──────── Supplied data ────────
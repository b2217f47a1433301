//! Offset/limit pagination value types.

use serde::{Deserialize, Serialize};

use crate::error::{DomainError, DomainResult};

/// Sort direction.
#[derive(Debug, Copy, Clone, PartialEq, Eq, Hash, Serialize, Deserialize, Default)]
#[serde(rename_all = "lowercase")]
pub enum Direction {
    #[default]
    Asc,
    Desc,
}

/// An explicit sort over a key type `K` chosen by the caller.
#[derive(Debug, Copy, Clone, PartialEq, Eq, Hash, Serialize, Deserialize)]
pub struct Sort<K> {
    pub key: K,
    pub direction: Direction,
}

impl<K> Sort<K> {
    pub fn asc(key: K) -> Self {
        Self {
            key,
            direction: Direction::Asc,
        }
    }

    pub fn desc(key: K) -> Self {
        Self {
            key,
            direction: Direction::Desc,
        }
    }

    /// Apply the direction to an ascending comparison result.
    pub fn orient(&self, ordering: core::cmp::Ordering) -> core::cmp::Ordering {
        match self.direction {
            Direction::Asc => ordering,
            Direction::Desc => ordering.reverse(),
        }
    }
}

/// Zero-based page index + page size, with an optional sort.
///
/// Without a sort, results come back in the storage backend's default order.
///
/// Deserialization goes through [`PageRequest::new`], so a zero size is
/// rejected there too.
#[derive(Debug, Copy, Clone, PartialEq, Eq, Serialize, Deserialize)]
#[serde(
    try_from = "PageRequestFields<K>",
    bound(deserialize = "K: Deserialize<'de>")
)]
pub struct PageRequest<K> {
    page: u32,
    size: u32,
    sort: Option<Sort<K>>,
}

#[derive(Deserialize)]
struct PageRequestFields<K> {
    page: u32,
    size: u32,
    sort: Option<Sort<K>>,
}

impl<K> TryFrom<PageRequestFields<K>> for PageRequest<K> {
    type Error = DomainError;

    fn try_from(fields: PageRequestFields<K>) -> DomainResult<Self> {
        let request = Self::new(fields.page, fields.size)?;
        Ok(match fields.sort {
            Some(sort) => request.sorted(sort),
            None => request,
        })
    }
}

impl<K> PageRequest<K> {
    /// Build a request. The page size must be at least 1.
    pub fn new(page: u32, size: u32) -> DomainResult<Self> {
        if size == 0 {
            return Err(DomainError::validation("page size must be at least 1"));
        }
        Ok(Self {
            page,
            size,
            sort: None,
        })
    }

    pub fn sorted(mut self, sort: Sort<K>) -> Self {
        self.sort = Some(sort);
        self
    }

    /// Cap the page size (used to enforce a configured maximum).
    pub fn capped(mut self, max_size: u32) -> Self {
        self.size = self.size.min(max_size.max(1));
        self
    }

    pub fn page(&self) -> u32 {
        self.page
    }

    pub fn size(&self) -> u32 {
        self.size
    }

    pub fn sort(&self) -> Option<&Sort<K>> {
        self.sort.as_ref()
    }

    /// Number of rows skipped before this page.
    pub fn offset(&self) -> u64 {
        u64::from(self.page) * u64::from(self.size)
    }
}

/// One page of results.
#[derive(Debug, Clone, PartialEq, Eq, Serialize, Deserialize)]
pub struct Page<T> {
    pub items: Vec<T>,
    /// Zero-based page index that was requested.
    pub page: u32,
    /// Page size that was applied.
    pub size: u32,
    /// Total number of matching rows across all pages.
    pub total: u64,
}

impl<T> Page<T> {
    /// Cut one page out of an already ordered, fully filtered result set.
    pub fn slice<K>(all: Vec<T>, request: &PageRequest<K>) -> Self {
        let total = all.len() as u64;
        let offset = usize::try_from(request.offset()).unwrap_or(usize::MAX);
        let items = all
            .into_iter()
            .skip(offset)
            .take(request.size() as usize)
            .collect();
        Self {
            items,
            page: request.page(),
            size: request.size(),
            total,
        }
    }

    /// Whether rows exist beyond this page.
    pub fn has_more(&self) -> bool {
        (u64::from(self.page) + 1) * u64::from(self.size) < self.total
    }
}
────────
--- What you will do ---
Beginning with the first line of the records above, reproduce each line exactly, ending at the line that contains "if size == 0", and leave out everything else.

--- Completed exercise ---
repository b2217f47a1433301
//! Offset/limit pagination value types.

use serde::{Deserialize, Serialize};

use crate::error::{DomainError, DomainResult};

/// Sort direction.
#[derive(Debug, Copy, Clone, PartialEq, Eq, Hash, Serialize, Deserialize, Default)]
#[serde(rename_all = "lowercase")]
pub enum Direction {
    #[default]
    Asc,
    Desc,
}

/// An explicit sort over a key type `K` chosen by the caller.
#[derive(Debug, Copy, Clone, PartialEq, Eq, Hash, Serialize, Deserialize)]
pub struct Sort<K> {
    pub key: K,
    pub direction: Direction,
}

impl<K> Sort<K> {
    pub fn asc(key: K) -> Self {
        Self {
            key,
            direction: Direction::Asc,
        }
    }

    pub fn desc(key: K) -> Self {
        Self {
            key,
            direction: Direction::Desc,
        }
    }

    /// Apply the direction to an ascending comparison result.
    pub fn orient(&self, ordering: core::cmp::Ordering) -> core::cmp::Ordering {
        match self.direction {
            Direction::Asc => ordering,
            Direction::Desc => ordering.reverse(),
        }
    }
}

/// Zero-based page index + page size, with an optional sort.
///
/// Without a sort, results come back in the storage backend's default order.
///
/// Deserialization goes through [`PageRequest::new`], so a zero size is
/// rejected there too.
#[derive(Debug, Copy, Clone, PartialEq, Eq, Serialize, Deserialize)]
#[serde(
    try_from = "PageRequestFields<K>",
    bound(deserialize = "K: Deserialize<'de>")
)]
pub struct PageRequest<K> {
    page: u32,
    size: u32,
    sort: Option<Sort<K>>,
}

#[derive(Deserialize)]
struct PageRequestFields<K> {
    page: u32,
    size: u32,
    sort: Option<Sort<K>>,
}

impl<K> TryFrom<PageRequestFields<K>> for PageRequest<K> {
    type Error = DomainError;

    fn try_from(fields: PageRequestFields<K>) -> DomainResult<Self> {
        let request = Self::new(fields.page, fields.size)?;
        Ok(match fields.sort {
            Some(sort) => request.sorted(sort),
            None => request,
        })
    }
}

impl<K> PageRequest<K> {
    /// Build a request. The page size must be at least 1.
    pub fn new(page: u32, size: u32) -> DomainResult<Self> {
        if size == 0 {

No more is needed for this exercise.